Long before it was fashionable to promote workplace diversity or draw attention to the IT leadership talents of women, Kristen Lamoreaux was on a mission to do exactly that.
Lamoreaux Search
In January 2007, she founded SIM Women, a networking and career development organization within the Society for Information Management. She invited 28 female CIOs and VPs to come together in Morristown, N.J., for the first in-person event.
“I still remember getting an email at 3 a.m. that night from one of the women at that event,” says the CEO of Lamoreaux Search, a boutique executive search firm that specializes in presenting diverse slates of IT candidates. “She was so excited to be in the room with more than two dozen other women in tech. If nothing else happens, she told me, you’ve made a difference!”
SIM Women just celebrated its 15th birthday and has grown to 1,100+ members across North America, with Lamoreaux still thriving at the helm. When we touched base recently, she was in a whirlwind of agenda-planning activity for the May 16thSIM Women National meeting in Princeton, N.J.
With all the current angst around The Great Resignation and what seems like a talent permafrost across the IT landscape, I turned to Lamoreaux, one of the most creative and compassionate career strategists I know, to hear how CIO networking is changing during this pandemic era.
Maryfran Johnson: Where are you finding job candidates these days? Are there any unusual places where you meet talented tech leaders?
Kristen Lamoreaux: I’ve always been focused on bolstering my network, but then COVID arrives and I haven’t been able to attend a CIO event and meet 300 people in a day! But I’m very mission-driven, and I do a lot of my sourcing from philanthropic events. I meet more CEOs and CIOs there than at tech events. CIOs won’t always make time for themselves but they will make time for others, for a cause or a passion they want to support. I’m a great believer in “networking through philanthropy.”
Are these connections happening at virtual or in-person events? Does that even matter?

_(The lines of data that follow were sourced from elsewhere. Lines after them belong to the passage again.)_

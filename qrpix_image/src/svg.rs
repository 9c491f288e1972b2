use std::io::Write;

use itertools::Itertools;

use qrpix_core::{Geometry, PixelBox};

use crate::{Backend, Color};

/// Backend producing an SVG 1.1 document, one pixel per user unit.
pub struct Svg;

/// How dark modules are written into the document.
#[derive(Debug, Clone, Copy, PartialEq, Eq, Default)]
pub enum SvgStyle {
    /// One `<rect>` element per module.
    #[default]
    Rects,
    /// A single `<path>` element tracing all the modules.
    Path,
}

#[derive(Debug, Clone, PartialEq, Eq)]
pub struct SvgOptions {
    pub fill_color: Color,
    /// Background color; `None` leaves the background transparent.
    pub back_color: Option<Color>,
    pub style: SvgStyle,
}

impl SvgOptions {
    pub fn with_fill_color(mut self, color: Color) -> Self {
        self.fill_color = color;
        self
    }

    pub fn with_back_color(mut self, color: Option<Color>) -> Self {
        self.back_color = color;
        self
    }

    pub fn with_style(mut self, style: SvgStyle) -> Self {
        self.style = style;
        self
    }
}

impl Default for SvgOptions {
    fn default() -> Self {
        Self {
            fill_color: Color::BLACK,
            back_color: Some(Color::WHITE),
            style: SvgStyle::Rects,
        }
    }
}

/// Vector document produced by the [Svg] backend.
#[derive(Debug, Clone)]
pub struct SvgDocument {
    size: usize,
    options: SvgOptions,
    boxes: Vec<PixelBox>,
}

impl SvgDocument {
    /// Side of the document in pixels.
    pub fn size(&self) -> usize {
        self.size
    }

    /// Get the boxes drawn so far, in drawing order.
    pub fn boxes(&self) -> &[PixelBox] {
        &self.boxes
    }

    /// Write out the document. Lines always end with `\n`.
    pub fn to_svg_string(&self) -> String {
        let size = self.size;
        let mut result = String::new();
        result += "<?xml version=\"1.0\" encoding=\"UTF-8\"?>\n";
        result += &format!(
            "<svg xmlns=\"http://www.w3.org/2000/svg\" version=\"1.1\" width=\"{0}\" height=\"{0}\" viewBox=\"0 0 {0} {0}\" stroke=\"none\">\n",
            size
        );
        if let Some(back) = self.options.back_color {
            result += &format!("\t<rect width=\"100%\" height=\"100%\" {}/>\n", paint(back));
        }
        let fill = paint(self.options.fill_color);
        match self.options.style {
            SvgStyle::Rects => {
                for b in &self.boxes {
                    result += &format!(
                        "\t<rect x=\"{}\" y=\"{}\" width=\"{2}\" height=\"{2}\" {3}/>\n",
                        b.x, b.y, b.size, fill
                    );
                }
            }
            SvgStyle::Path if self.boxes.is_empty() => {}
            SvgStyle::Path => {
                let d = self
                    .boxes
                    .iter()
                    .map(|b| format!("M{},{}h{2}v{2}h-{2}z", b.x, b.y, b.size))
                    .join(" ");
                result += &format!("\t<path d=\"{}\" {}/>\n", d, fill);
            }
        }
        result += "</svg>\n";
        result
    }
}

/// Get the `fill` attributes painting with `color`.
fn paint(color: Color) -> String {
    if color.is_opaque() {
        format!("fill=\"{}\"", color.to_hex())
    } else {
        format!(
            "fill=\"{}\" fill-opacity=\"{:.3}\"",
            color.to_hex(),
            color.opacity()
        )
    }
}

#[derive(Debug, thiserror::Error)]
pub enum SvgError {
    #[error(transparent)]
    Io(#[from] std::io::Error),
}

impl Backend for Svg {
    type Options = SvgOptions;
    type Surface = SvgDocument;
    type Error = SvgError;

    fn new_image(geometry: &Geometry, options: SvgOptions) -> Result<SvgDocument, SvgError> {
        Ok(SvgDocument {
            size: geometry.pixel_size(),
            options,
            boxes: Vec::new(),
        })
    }

    fn draw_box(surface: &mut SvgDocument, pixel_box: PixelBox) {
        surface.boxes.push(pixel_box);
    }

    fn save<W: Write>(surface: &SvgDocument, output: &mut W) -> Result<(), SvgError> {
        output.write_all(surface.to_svg_string().as_bytes())?;
        Ok(())
    }
}
//! Render QR code module matrices into images.
//!
//! [QrCode] holds the validated rendering configuration and draws a [Canvas] of modules through
//! any [Backend]:
//!
//! ```
//! use qrpix::{Canvas, QrCode, Svg, SvgOptions};
//!
//! let canvas: Canvas = "#.#\n.#.\n#.#\n".parse().unwrap();
//! let qrcode = QrCode::new(4, 1).unwrap();
//! let image = qrcode.make_image::<Svg>(&canvas, SvgOptions::default()).unwrap();
//! assert_eq!(image.pixel_size(), 20);
//! assert_eq!(image.get_image().boxes().len(), 5);
//! ```

pub use qrpix_core::{check_border, check_box_size};
pub use qrpix_core::{Canvas, CanvasParseError, Module};
pub use qrpix_core::{ConfigError, ConversionError, Dimension, Parameter};
pub use qrpix_core::{Geometry, PixelBox};
pub use qrpix_image::{Backend, Color, ColorParseError, Image};
pub use qrpix_image::{Raster, RasterError, RasterFormat, RasterOptions, RasterSurface};
pub use qrpix_image::MAX_RASTER_PIXELS;
pub use qrpix_image::{Svg, SvgDocument, SvgError, SvgOptions, SvgStyle};
pub use qrpix_image::{Text, TextError, TextOptions, TextSurface};

/// Rendering configuration of a QR code.
#[derive(Debug, Clone, Copy, PartialEq, Eq)]
pub struct QrCode {
    box_size: u32,
    border: u32,
}

impl QrCode {
    pub const DEFAULT_BOX_SIZE: u32 = 10;
    pub const DEFAULT_BORDER: u32 = 2;

    /// Construct a new [QrCode] with `box_size` pixels per module and a quiet zone of `border`
    /// modules. Both must be strictly positive integers.
    /// # Example
    /// ```
    /// use qrpix::{ConfigError, Parameter, QrCode};
    /// assert!(QrCode::new(10, 2).is_ok());
    /// assert_eq!(QrCode::new(0, 2).unwrap_err().parameter(), Parameter::BoxSize);
    /// assert!(matches!(QrCode::new(10, 0), Err(ConfigError::InvalidConfiguration { .. })));
    /// ```
    pub fn new<S: Dimension, B: Dimension>(box_size: S, border: B) -> Result<Self, ConfigError> {
        let box_size = check_box_size(box_size)?;
        let border = check_border(border)?;
        Ok(Self { box_size, border })
    }

    /// Pixels per module.
    pub fn box_size(&self) -> u32 {
        self.box_size
    }

    /// Quiet zone width in modules.
    pub fn border(&self) -> u32 {
        self.border
    }

    /// Build an [Image] sized for `canvas` and draw all its dark modules on it.
    pub fn make_image<B: Backend>(
        &self,
        canvas: &Canvas,
        options: B::Options,
    ) -> Result<Image<B>, B::Error> {
        let mut image = Image::<B>::new(
            self.border as usize,
            canvas.size(),
            self.box_size as usize,
            options,
        )?;
        let mut drawn = 0;
        for (row, col) in canvas.dark_modules() {
            image.draw_rect(row, col);
            drawn += 1;
        }
        log::debug!("drew {} dark modules of {}", drawn, canvas.size().pow(2));
        Ok(image)
    }
}

impl Default for QrCode {
    fn default() -> Self {
        Self {
            box_size: Self::DEFAULT_BOX_SIZE,
            border: Self::DEFAULT_BORDER,
        }
    }
}

#[cfg(test)]
mod test {
    use super::*;

    fn checkerboard(size: usize) -> Canvas {
        let mut canvas = Canvas::filled(size, Module::Light);
        for i in 0..size {
            for j in 0..size {
                if (i + j) % 2 == 0 {
                    canvas.set(i, j, Module::Dark);
                }
            }
        }
        canvas
    }

    #[test]
    fn test_validation() {
        assert_eq!(
            QrCode::new(0, 2),
            Err(ConfigError::InvalidConfiguration {
                param: Parameter::BoxSize,
                value: 0
            })
        );
        assert_eq!(
            QrCode::new(10, 0),
            Err(ConfigError::InvalidConfiguration {
                param: Parameter::Border,
                value: 0
            })
        );
        let qrcode = QrCode::new(10, 2).unwrap();
        assert_eq!((qrcode.box_size(), qrcode.border()), (10, 2));
    }

    #[test]
    fn test_box_size_is_checked_first() {
        assert_eq!(
            QrCode::new(-1, -1).unwrap_err().parameter(),
            Parameter::BoxSize
        );
        assert!(matches!(
            QrCode::new("10", "two"),
            Err(ConfigError::Conversion {
                param: Parameter::Border,
                ..
            })
        ));
    }

    #[test]
    fn test_default() {
        assert_eq!(QrCode::default(), QrCode::new(10, 2).unwrap());
    }

    #[test]
    fn test_make_raster_image() {
        let canvas = checkerboard(21);
        let image = QrCode::default()
            .make_image::<Raster>(&canvas, RasterOptions::default())
            .unwrap();
        assert_eq!(image.pixel_size(), 250);
        let buffer = image.get_image().buffer();
        // Quiet zone is light, module (0, 0) is dark and module (0, 1) is light.
        assert_eq!(buffer.get_pixel(0, 0).0, [255, 255, 255, 255]);
        assert_eq!(buffer.get_pixel(20, 20).0, [0, 0, 0, 255]);
        assert_eq!(buffer.get_pixel(29, 29).0, [0, 0, 0, 255]);
        assert_eq!(buffer.get_pixel(30, 20).0, [255, 255, 255, 255]);
    }

    #[test]
    fn test_make_text_image() {
        let canvas: Canvas = "#.\n.#".parse().unwrap();
        let options = TextOptions::new()
            .with_light_pattern(" ")
            .with_dark_pattern("X");
        let image = QrCode::new(1, 1).unwrap().make_image::<Text>(&canvas, options).unwrap();
        let mut output = Vec::new();
        image.save(&mut output).unwrap();
        assert_eq!(String::from_utf8(output).unwrap(), "    \n X  \n  X \n    \n");
    }

    #[test]
    fn test_make_image_propagates_backend_error() {
        let canvas = checkerboard(3);
        let options = TextOptions::new().with_light_pattern("");
        let result = QrCode::default().make_image::<Text>(&canvas, options);
        assert!(matches!(result, Err(TextError::EmptyPattern(Module::Light))));
    }
}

It’s both, yes. But since last October, I’ve been attending many philanthropic events in person. One ball I went to was to benefit the LGBTQ community in Philadelphia. We were all vaccinated, and it was great to safely connect with one another again. At that event, I met the chief diversity officer for the ACLU, but I also met about a dozen C-suite and business leaders. They’re now part of my network—some as potential clients, some as job candidates. We were all there supporting the mission of this organization.
I was networked recently to a venture capital cofounder, and in the first five minutes he’d offered to speak at our SIM Women national tech event, to bring in leaders from his companies to speak, to help sponsor the event, and to connect me with other women planning a large event to talk logistics. Needless to say, I want to return that level of generosity in kind, and I will remember him and the person who connected us for life. Overall, I’m also seeing a ton more generosity in networking these days.
What are some tried-and-true networking practices that still work well?
Referrals and trusted relationships will forever be the best source of talent. What I advise when somebody is thinking about making a career move is to think through their trusted relationships. How many people would recommend them for a CIO job? Or better yet, hire them? If it’s not at least 30 power brokers, they have more relationships to grow.
It sounds like Kristen’s “Rule of 30” is a quantifiable metric to apply to your power-broker network. How do you map that out?
I’m not talking about other IT leaders, by the way. Those people are your competition. This is about the influential people who can hire you or recommend you for hire. It’s a layering factor. Think of three concentric circles. Closest in are those people who know you best: mostly friends and family. The next circle out includes coworkers, networking colleagues, bosses, more business influencers. They are the most effective for you professionally. That third circle out, that’s your reputational sphere. It’s the people who recognize your name and know your brand as a top leader.
You need a solid 20 people who know you and your brand. They’ll be the ones to recommend your name when recruiters call. You want at least 10 in that middle circle who will truly go to bat for you or hire you directly—maybe they’ve worked with you, served with you on a philanthropic board, for example, or been a vendor partner.
Do you think most CIOs count vendor relationships in that power-broker sphere of career influencers?
Probably not, but they should! Guess what: a vendor can influence you getting hired. They have insights and perspectives across multiple companies and industries. Say you brought in SAP and spent tens of millions with them, spent years implementing the software, etc. Those are relationships formed under intense situations. You put your trust in them when you agreed to do business. Carry that trust forward, be generous where you can, and take the time to cultivate those relationships. You’ll not only get better service today, but you may also benefit as you make future career moves.